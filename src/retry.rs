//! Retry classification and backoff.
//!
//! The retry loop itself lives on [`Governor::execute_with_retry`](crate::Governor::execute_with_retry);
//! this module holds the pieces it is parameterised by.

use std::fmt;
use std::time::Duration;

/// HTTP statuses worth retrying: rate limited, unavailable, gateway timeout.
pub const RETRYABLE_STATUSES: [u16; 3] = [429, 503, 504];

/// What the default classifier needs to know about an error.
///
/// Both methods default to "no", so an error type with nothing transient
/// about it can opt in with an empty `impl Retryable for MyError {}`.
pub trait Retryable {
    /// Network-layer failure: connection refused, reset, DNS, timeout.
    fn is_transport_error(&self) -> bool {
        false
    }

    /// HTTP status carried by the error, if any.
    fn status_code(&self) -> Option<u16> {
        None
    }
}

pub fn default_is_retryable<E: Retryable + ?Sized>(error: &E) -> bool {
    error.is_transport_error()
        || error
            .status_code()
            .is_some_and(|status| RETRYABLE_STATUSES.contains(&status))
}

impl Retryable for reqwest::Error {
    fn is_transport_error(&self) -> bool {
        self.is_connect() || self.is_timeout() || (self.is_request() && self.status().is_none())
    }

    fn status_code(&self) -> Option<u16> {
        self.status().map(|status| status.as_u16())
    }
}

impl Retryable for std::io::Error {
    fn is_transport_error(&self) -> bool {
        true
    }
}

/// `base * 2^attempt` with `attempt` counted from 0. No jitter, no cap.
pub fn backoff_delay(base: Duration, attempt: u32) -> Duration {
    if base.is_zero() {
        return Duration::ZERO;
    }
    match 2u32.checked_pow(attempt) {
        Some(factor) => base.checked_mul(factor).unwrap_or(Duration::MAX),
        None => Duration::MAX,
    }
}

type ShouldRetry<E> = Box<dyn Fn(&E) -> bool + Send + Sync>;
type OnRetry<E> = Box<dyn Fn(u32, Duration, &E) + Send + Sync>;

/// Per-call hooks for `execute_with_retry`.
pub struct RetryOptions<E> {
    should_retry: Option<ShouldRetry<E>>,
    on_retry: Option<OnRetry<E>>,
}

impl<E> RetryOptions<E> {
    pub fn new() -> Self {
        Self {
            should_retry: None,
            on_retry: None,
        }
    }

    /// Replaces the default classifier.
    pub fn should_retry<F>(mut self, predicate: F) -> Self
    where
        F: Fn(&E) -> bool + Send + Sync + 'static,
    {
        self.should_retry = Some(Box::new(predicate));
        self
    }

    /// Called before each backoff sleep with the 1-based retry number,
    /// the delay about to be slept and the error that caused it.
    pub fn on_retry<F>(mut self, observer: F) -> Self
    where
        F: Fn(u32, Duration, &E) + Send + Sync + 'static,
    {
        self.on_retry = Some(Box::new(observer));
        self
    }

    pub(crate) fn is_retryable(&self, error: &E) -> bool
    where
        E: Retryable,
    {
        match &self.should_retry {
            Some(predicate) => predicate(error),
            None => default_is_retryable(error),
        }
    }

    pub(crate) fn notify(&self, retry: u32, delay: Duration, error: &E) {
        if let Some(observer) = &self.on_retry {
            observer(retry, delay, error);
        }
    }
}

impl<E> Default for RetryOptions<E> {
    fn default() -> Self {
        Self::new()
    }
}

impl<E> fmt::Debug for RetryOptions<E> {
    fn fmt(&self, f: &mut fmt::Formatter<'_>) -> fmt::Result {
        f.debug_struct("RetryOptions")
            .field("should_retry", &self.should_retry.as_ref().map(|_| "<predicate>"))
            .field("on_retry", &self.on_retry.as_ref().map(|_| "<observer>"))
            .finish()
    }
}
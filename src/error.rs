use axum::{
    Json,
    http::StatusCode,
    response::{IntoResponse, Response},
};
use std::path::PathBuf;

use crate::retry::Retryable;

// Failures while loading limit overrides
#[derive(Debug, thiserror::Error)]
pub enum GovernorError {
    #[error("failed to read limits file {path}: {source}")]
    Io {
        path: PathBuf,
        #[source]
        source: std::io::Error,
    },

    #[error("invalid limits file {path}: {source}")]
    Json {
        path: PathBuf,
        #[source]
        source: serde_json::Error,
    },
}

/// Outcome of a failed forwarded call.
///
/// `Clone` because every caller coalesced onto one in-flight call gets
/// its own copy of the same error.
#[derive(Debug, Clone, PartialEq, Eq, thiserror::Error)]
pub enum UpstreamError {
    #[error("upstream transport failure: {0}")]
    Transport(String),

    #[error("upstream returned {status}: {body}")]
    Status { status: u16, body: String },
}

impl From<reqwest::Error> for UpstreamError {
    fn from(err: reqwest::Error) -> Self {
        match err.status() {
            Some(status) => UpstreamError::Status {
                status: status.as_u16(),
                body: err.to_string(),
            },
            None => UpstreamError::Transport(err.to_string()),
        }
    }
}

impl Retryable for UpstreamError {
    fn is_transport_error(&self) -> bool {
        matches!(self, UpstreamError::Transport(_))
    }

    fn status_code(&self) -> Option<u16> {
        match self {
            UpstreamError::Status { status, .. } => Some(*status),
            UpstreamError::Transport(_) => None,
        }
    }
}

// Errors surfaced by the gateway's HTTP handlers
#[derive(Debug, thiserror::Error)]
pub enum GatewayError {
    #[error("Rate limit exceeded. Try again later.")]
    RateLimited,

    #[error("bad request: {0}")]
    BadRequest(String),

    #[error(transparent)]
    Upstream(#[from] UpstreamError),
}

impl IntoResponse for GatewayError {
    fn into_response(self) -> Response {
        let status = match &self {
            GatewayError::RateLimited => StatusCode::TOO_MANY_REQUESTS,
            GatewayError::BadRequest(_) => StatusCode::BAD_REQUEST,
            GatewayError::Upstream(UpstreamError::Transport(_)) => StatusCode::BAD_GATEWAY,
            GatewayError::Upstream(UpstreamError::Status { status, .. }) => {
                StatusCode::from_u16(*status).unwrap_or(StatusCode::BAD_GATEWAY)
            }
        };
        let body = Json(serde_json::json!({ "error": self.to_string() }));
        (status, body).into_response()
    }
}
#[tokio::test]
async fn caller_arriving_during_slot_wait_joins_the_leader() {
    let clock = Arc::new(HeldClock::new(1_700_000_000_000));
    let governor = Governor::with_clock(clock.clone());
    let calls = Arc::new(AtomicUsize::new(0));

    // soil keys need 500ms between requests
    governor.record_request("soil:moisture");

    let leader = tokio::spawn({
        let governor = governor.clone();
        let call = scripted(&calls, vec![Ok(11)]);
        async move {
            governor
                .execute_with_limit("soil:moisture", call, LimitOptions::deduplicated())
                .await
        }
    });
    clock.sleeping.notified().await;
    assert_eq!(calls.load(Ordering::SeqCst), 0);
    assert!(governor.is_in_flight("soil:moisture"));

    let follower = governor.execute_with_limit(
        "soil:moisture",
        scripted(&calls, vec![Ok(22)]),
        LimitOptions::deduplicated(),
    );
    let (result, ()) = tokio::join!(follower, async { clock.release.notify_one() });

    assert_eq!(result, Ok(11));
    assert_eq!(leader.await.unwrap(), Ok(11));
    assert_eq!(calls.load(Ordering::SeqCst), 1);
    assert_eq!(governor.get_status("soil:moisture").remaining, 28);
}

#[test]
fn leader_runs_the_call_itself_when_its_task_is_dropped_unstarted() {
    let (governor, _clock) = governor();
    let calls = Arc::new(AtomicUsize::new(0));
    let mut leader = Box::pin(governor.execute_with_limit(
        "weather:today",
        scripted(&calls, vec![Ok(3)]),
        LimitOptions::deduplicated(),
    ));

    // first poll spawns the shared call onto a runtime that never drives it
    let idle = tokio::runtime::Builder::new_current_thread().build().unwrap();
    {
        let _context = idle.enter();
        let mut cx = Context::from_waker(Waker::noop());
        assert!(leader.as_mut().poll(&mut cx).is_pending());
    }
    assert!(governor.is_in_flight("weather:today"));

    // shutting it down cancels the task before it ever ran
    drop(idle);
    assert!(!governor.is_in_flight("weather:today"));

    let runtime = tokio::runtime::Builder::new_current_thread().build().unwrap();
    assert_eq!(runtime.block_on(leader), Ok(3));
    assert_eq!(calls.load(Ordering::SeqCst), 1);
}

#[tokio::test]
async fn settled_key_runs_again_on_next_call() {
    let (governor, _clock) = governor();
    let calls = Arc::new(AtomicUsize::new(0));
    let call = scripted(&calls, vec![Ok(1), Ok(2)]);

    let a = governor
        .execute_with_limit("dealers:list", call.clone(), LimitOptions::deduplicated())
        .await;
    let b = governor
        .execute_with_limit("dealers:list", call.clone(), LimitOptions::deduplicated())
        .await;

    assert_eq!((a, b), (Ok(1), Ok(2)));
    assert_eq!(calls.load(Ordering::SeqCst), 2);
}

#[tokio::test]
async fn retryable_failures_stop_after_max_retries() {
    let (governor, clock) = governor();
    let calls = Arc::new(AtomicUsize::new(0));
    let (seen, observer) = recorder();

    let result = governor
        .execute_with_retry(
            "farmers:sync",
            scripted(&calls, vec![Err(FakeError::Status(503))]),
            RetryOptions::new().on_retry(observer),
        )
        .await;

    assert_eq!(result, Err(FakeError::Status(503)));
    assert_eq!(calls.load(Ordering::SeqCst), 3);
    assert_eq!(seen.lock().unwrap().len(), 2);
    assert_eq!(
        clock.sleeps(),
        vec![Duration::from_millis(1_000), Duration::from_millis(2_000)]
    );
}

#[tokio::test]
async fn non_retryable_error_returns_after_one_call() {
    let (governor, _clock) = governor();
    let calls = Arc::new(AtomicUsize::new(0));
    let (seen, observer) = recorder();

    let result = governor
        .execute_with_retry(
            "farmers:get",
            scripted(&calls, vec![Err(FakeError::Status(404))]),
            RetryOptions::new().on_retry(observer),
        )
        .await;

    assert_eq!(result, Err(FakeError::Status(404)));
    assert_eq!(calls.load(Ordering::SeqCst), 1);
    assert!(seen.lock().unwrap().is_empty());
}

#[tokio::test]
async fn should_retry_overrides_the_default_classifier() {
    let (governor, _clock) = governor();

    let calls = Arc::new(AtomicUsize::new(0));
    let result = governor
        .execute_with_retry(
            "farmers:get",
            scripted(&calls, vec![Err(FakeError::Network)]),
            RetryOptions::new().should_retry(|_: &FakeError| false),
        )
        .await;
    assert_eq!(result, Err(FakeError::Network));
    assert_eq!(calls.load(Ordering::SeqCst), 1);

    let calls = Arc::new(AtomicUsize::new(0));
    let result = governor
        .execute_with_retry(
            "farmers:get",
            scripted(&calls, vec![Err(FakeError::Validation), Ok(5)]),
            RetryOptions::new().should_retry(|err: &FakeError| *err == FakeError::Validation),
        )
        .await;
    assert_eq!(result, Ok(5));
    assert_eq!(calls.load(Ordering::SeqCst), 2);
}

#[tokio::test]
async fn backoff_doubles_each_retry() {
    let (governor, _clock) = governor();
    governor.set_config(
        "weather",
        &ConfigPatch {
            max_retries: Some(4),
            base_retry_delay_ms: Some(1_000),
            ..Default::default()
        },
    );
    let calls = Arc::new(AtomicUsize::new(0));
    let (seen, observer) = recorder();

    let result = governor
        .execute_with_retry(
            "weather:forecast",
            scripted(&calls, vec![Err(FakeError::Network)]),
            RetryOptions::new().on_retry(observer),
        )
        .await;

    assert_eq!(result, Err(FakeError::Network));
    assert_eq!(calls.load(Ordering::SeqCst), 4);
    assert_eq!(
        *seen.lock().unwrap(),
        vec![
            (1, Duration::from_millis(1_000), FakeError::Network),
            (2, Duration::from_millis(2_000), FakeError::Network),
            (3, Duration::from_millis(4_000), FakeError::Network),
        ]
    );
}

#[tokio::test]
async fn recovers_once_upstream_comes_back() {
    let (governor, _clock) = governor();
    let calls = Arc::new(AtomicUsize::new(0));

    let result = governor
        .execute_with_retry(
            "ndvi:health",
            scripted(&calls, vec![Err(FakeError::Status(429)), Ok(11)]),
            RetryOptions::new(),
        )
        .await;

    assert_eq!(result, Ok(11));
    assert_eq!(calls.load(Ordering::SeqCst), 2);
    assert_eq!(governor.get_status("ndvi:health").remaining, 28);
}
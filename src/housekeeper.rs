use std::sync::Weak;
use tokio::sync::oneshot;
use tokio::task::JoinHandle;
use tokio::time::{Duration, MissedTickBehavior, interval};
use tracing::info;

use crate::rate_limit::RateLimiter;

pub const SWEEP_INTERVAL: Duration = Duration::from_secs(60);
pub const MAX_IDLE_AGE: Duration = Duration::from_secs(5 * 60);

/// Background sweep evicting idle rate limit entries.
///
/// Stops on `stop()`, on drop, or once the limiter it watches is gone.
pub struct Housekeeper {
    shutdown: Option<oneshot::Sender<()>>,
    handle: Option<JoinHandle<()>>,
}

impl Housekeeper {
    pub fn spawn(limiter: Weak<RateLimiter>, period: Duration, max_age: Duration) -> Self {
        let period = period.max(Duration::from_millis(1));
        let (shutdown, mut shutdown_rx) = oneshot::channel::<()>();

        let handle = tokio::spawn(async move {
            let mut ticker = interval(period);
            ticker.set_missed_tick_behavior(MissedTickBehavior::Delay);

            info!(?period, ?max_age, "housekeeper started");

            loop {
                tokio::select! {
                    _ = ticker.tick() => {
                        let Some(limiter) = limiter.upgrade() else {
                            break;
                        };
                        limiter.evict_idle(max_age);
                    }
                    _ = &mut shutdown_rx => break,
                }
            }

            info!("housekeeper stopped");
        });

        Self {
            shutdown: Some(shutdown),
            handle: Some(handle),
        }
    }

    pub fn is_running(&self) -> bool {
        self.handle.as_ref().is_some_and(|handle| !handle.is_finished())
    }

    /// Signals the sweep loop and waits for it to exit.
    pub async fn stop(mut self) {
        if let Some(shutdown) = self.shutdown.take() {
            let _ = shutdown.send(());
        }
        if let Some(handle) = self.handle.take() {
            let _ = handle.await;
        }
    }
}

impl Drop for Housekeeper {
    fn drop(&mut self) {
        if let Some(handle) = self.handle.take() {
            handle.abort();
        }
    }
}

※

What the exercise asks
In the records, find every line that has the string "oneshot" and copy it.

Output
use tokio::sync::oneshot;
    shutdown: Option<oneshot::Sender<()>>,
        let (shutdown, mut shutdown_rx) = oneshot::channel::<()>();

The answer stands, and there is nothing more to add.